▶ Dataset entries:
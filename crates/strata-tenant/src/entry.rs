//! The stored record for one tenant.
//!
//! Wire format: an 8-byte little-endian protocol version followed by a
//! postcard body. Only the subspace part of the prefix is stored; the 8 id
//! bytes are rebuilt from `id` on decode.
//!
//! | Version | Body |
//! |---------|------|
//! | `PROTOCOL_VERSION_WITH_TENANTS` | `(id, subspace, state, assigned_cluster)` |
//! | `PROTOCOL_VERSION_WITH_TENANT_GROUPS` and later | `(id, subspace, tenant_group, state, assigned_cluster)` |

use serde::Deserialize;
use serde::Serialize;
use snafu::ResultExt;
use strata_constants::TENANT_PREFIX_SIZE;

use crate::codec::TenantId;
use crate::codec::id_to_prefix;
use crate::error::SerializationSnafu;
use crate::error::TenantError;
use crate::name::TenantGroupName;
use crate::state::TenantState;

/// First protocol version that stores tenant entries.
pub const PROTOCOL_VERSION_WITH_TENANTS: u64 = 0x0FDB_00B0_7101_0000;

/// First protocol version whose entries carry a tenant group.
pub const PROTOCOL_VERSION_WITH_TENANT_GROUPS: u64 = 0x0FDB_00B0_7200_0000;

const VERSION_HEADER_SIZE: usize = 8;

/// Metadata record for one tenant.
#[derive(Debug, Clone, PartialEq, Eq)]
pub struct TenantMapEntry {
    pub id: TenantId,
    /// `subspace ++ id_to_prefix(id)`, or empty while `id` is unassigned.
    pub prefix: Vec<u8>,
    pub tenant_group: Option<TenantGroupName>,
    pub tenant_state: TenantState,
    /// Placement hint; not part of the tenant's configuration.
    pub assigned_cluster: Option<Vec<u8>>,
}

impl Default for TenantMapEntry {
    fn default() -> Self {
        Self {
            id: TenantId::UNASSIGNED,
            prefix: Vec::new(),
            tenant_group: None,
            tenant_state: TenantState::Ready,
            assigned_cluster: None,
        }
    }
}

#[derive(Serialize, Deserialize)]
struct EntryBody {
    id: i64,
    subspace: Vec<u8>,
    tenant_group: Option<Vec<u8>>,
    tenant_state: u8,
    assigned_cluster: Option<Vec<u8>>,
}

#[derive(Deserialize)]
struct EntryBodyWithoutGroup {
    id: i64,
    subspace: Vec<u8>,
    tenant_state: u8,
    assigned_cluster: Option<Vec<u8>>,
}

impl From<EntryBodyWithoutGroup> for EntryBody {
    fn from(body: EntryBodyWithoutGroup) -> Self {
        EntryBody {
            id: body.id,
            subspace: body.subspace,
            tenant_group: None,
            tenant_state: body.tenant_state,
            assigned_cluster: body.assigned_cluster,
        }
    }
}

impl TenantMapEntry {
    /// Entry for `id` whose prefix lives under `subspace`.
    pub fn new(id: TenantId, subspace: &[u8], tenant_state: TenantState) -> Self {
        Self::with_group(id, subspace, None, tenant_state)
    }

    /// Entry for `id` in an optional tenant group.
    pub fn with_group(
        id: TenantId,
        subspace: &[u8],
        tenant_group: Option<TenantGroupName>,
        tenant_state: TenantState,
    ) -> Self {
        let mut entry = Self {
            id,
            prefix: Vec::new(),
            tenant_group,
            tenant_state,
            assigned_cluster: None,
        };
        entry.set_subspace(subspace);
        entry
    }

    /// Rebuild the prefix as `subspace ++ id_to_prefix(id)`.
    pub fn set_subspace(&mut self, subspace: &[u8]) {
        let mut prefix = Vec::with_capacity(subspace.len() + TENANT_PREFIX_SIZE);
        prefix.extend_from_slice(subspace);
        prefix.extend_from_slice(&id_to_prefix(self.id));
        self.prefix = prefix;
    }

    /// The prefix without its trailing id bytes.
    pub fn subspace(&self) -> &[u8] {
        &self.prefix[..self.prefix.len().saturating_sub(TENANT_PREFIX_SIZE)]
    }

    /// True when the configurable fields match. Id, prefix, state and the
    /// assigned cluster are not configuration.
    pub fn matches_configuration(&self, other: &TenantMapEntry) -> bool {
        self.tenant_group == other.tenant_group
    }

    fn check_prefix(&self) -> Result<(), TenantError> {
        let valid = self.prefix.len() >= TENANT_PREFIX_SIZE || (self.prefix.is_empty() && self.id == TenantId::UNASSIGNED);
        if !valid {
            return Err(TenantError::InvalidEntry {
                reason: format!("prefix of {} bytes for tenant id {}", self.prefix.len(), self.id),
            });
        }
        Ok(())
    }

    /// Serialize with a version header.
    pub fn encode(&self) -> Result<Vec<u8>, TenantError> {
        self.check_prefix()?;
        let body = EntryBody {
            id: self.id.get(),
            subspace: self.subspace().to_vec(),
            tenant_group: self.tenant_group.clone(),
            tenant_state: self.tenant_state.as_u8(),
            assigned_cluster: self.assigned_cluster.clone(),
        };
        let payload = postcard::to_allocvec(&body).context(SerializationSnafu)?;
        let mut out = Vec::with_capacity(VERSION_HEADER_SIZE + payload.len());
        out.extend_from_slice(&PROTOCOL_VERSION_WITH_TENANT_GROUPS.to_le_bytes());
        out.extend_from_slice(&payload);
        Ok(out)
    }

    /// Deserialize a value written by [`encode`](Self::encode) or by an
    /// older writer.
    pub fn decode(value: &[u8]) -> Result<Self, TenantError> {
        let (header, payload) = value.split_at_checked(VERSION_HEADER_SIZE).ok_or_else(|| TenantError::CorruptEntry {
            reason: format!("value of {} bytes has no version header", value.len()),
        })?;
        let mut version_bytes = [0u8; VERSION_HEADER_SIZE];
        version_bytes.copy_from_slice(header);
        let version = u64::from_le_bytes(version_bytes);

        let body: EntryBody = if version >= PROTOCOL_VERSION_WITH_TENANT_GROUPS {
            postcard::from_bytes(payload).context(SerializationSnafu)?
        } else if version >= PROTOCOL_VERSION_WITH_TENANTS {
            postcard::from_bytes::<EntryBodyWithoutGroup>(payload).context(SerializationSnafu)?.into()
        } else {
            return Err(TenantError::UnsupportedProtocolVersion { version });
        };

        let mut entry = TenantMapEntry {
            id: TenantId(body.id),
            prefix: Vec::new(),
            tenant_group: body.tenant_group,
            tenant_state: TenantState::from_u8(body.tenant_state)?,
            assigned_cluster: body.assigned_cluster,
        };
        if entry.id.is_assigned() {
            entry.set_subspace(&body.subspace);
        }
        Ok(entry)
    }
}

#[cfg(test)]
mod tests {
    use proptest::prelude::*;

    use super::*;

    fn encode_body<T: Serialize>(version: u64, body: &T) -> Vec<u8> {
        let mut out = version.to_le_bytes().to_vec();
        out.extend(postcard::to_allocvec(body).unwrap());
        out
    }

    #[test]
    fn test_new_entry_prefix() {
        let entry = TenantMapEntry::new(TenantId(1), b"t/", TenantState::Registering);
        assert_eq!(entry.prefix, b"t/\x00\x00\x00\x00\x00\x00\x00\x01".to_vec());
        assert_eq!(entry.subspace(), b"t/");
    }

    #[test]
    fn test_default_entry_encodes() {
        let entry = TenantMapEntry::default();
        let decoded = TenantMapEntry::decode(&entry.encode().unwrap()).unwrap();
        assert_eq!(decoded, entry);
        assert!(decoded.prefix.is_empty());
    }

    #[test]
    fn test_roundtrip_with_group_and_cluster() {
        let mut entry = TenantMapEntry::with_group(TenantId(7), b"", Some(b"g1".to_vec()), TenantState::Ready);
        entry.assigned_cluster = Some(b"cluster-a".to_vec());
        let bytes = entry.encode().unwrap();
        assert_eq!(&bytes[..8], &PROTOCOL_VERSION_WITH_TENANT_GROUPS.to_le_bytes());
        assert_eq!(TenantMapEntry::decode(&bytes).unwrap(), entry);
    }

    #[test]
    fn test_short_prefix_rejected() {
        let mut entry = TenantMapEntry::new(TenantId(3), b"", TenantState::Ready);
        entry.prefix.truncate(4);
        assert!(matches!(entry.encode(), Err(TenantError::InvalidEntry { .. })));
    }

    #[test]
    fn test_corrupt_state_byte() {
        let body = EntryBody {
            id: 1,
            subspace: Vec::new(),
            tenant_group: None,
            tenant_state: 99,
            assigned_cluster: None,
        };
        let bytes = encode_body(PROTOCOL_VERSION_WITH_TENANT_GROUPS, &body);
        assert!(matches!(TenantMapEntry::decode(&bytes), Err(TenantError::CorruptEntry { .. })));
    }

    #[test]
    fn test_decode_without_group_field() {
        #[derive(Serialize)]
        struct Legacy {
            id: i64,
            subspace: Vec<u8>,
            tenant_state: u8,
            assigned_cluster: Option<Vec<u8>>,
        }
        let bytes = encode_body(PROTOCOL_VERSION_WITH_TENANTS, &Legacy {
            id: 5,
            subspace: b"s".to_vec(),
            tenant_state: TenantState::Removing.as_u8(),
            assigned_cluster: None,
        });
        let entry = TenantMapEntry::decode(&bytes).unwrap();
        assert_eq!(entry.id, TenantId(5));
        assert_eq!(entry.tenant_group, None);
        assert_eq!(entry.tenant_state, TenantState::Removing);
        assert_eq!(entry.subspace(), b"s");
    }

    #[test]
    fn test_old_protocol_version() {
        let bytes = encode_body(PROTOCOL_VERSION_WITH_TENANTS - 1, &0u8);
        assert!(matches!(
            TenantMapEntry::decode(&bytes),
            Err(TenantError::UnsupportedProtocolVersion { .. })
        ));
    }

    #[test]
    fn test_missing_header() {
        assert!(matches!(TenantMapEntry::decode(&[1, 2, 3]), Err(TenantError::CorruptEntry { .. })));
    }

    #[test]
    fn test_matches_configuration() {
        let a = TenantMapEntry::with_group(TenantId(1), b"", Some(b"g".to_vec()), TenantState::Ready);
        let b = TenantMapEntry::with_group(TenantId(2), b"x", Some(b"g".to_vec()), TenantState::Registering);
        let c = TenantMapEntry::with_group(TenantId(1), b"", Some(b"h".to_vec()), TenantState::Ready);
        assert!(a.matches_configuration(&b));
        assert!(!a.matches_configuration(&c));
    }

    fn arb_state() -> impl Strategy<Value = TenantState> {
        prop::sample::select(TenantState::ALL.to_vec())
    }

    proptest! {
        #[test]
        fn prop_entry_roundtrip(
            id in 0i64..=i64::MAX,
            subspace in prop::collection::vec(any::<u8>(), 0..16),
            group in prop::option::of(prop::collection::vec(any::<u8>(), 1..16)),
            state in arb_state(),
            cluster in prop::option::of(prop::collection::vec(any::<u8>(), 0..16)),
        ) {
            let mut entry = TenantMapEntry::with_group(TenantId(id), &subspace, group, state);
            entry.assigned_cluster = cluster;
            let decoded = TenantMapEntry::decode(&entry.encode().unwrap()).unwrap();
            prop_assert_eq!(&decoded.prefix, &entry.prefix);
            prop_assert!(decoded.prefix.len() >= TENANT_PREFIX_SIZE);
            prop_assert_eq!(decoded, entry);
        }
    }
}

▶ TASK REQUIREMENTS: Retype, exactly and in full, the lines above from the one containing "assert_eq!(entry.id, TenantId(5));" through the one containing "assert!(a.matches_configuration(&b));".

▶ ANSWER:
        assert_eq!(entry.id, TenantId(5));
        assert_eq!(entry.tenant_group, None);
        assert_eq!(entry.tenant_state, TenantState::Removing);
        assert_eq!(entry.subspace(), b"s");
    }

    #[test]
    fn test_old_protocol_version() {
        let bytes = encode_body(PROTOCOL_VERSION_WITH_TENANTS - 1, &0u8);
        assert!(matches!(
            TenantMapEntry::decode(&bytes),
            Err(TenantError::UnsupportedProtocolVersion { .. })
        ));
    }

    #[test]
    fn test_missing_header() {
        assert!(matches!(TenantMapEntry::decode(&[1, 2, 3]), Err(TenantError::CorruptEntry { .. })));
    }

    #[test]
    fn test_matches_configuration() {
        let a = TenantMapEntry::with_group(TenantId(1), b"", Some(b"g".to_vec()), TenantState::Ready);
        let b = TenantMapEntry::with_group(TenantId(2), b"x", Some(b"g".to_vec()), TenantState::Registering);
        let c = TenantMapEntry::with_group(TenantId(1), b"", Some(b"h".to_vec()), TenantState::Ready);
        assert!(a.matches_configuration(&b));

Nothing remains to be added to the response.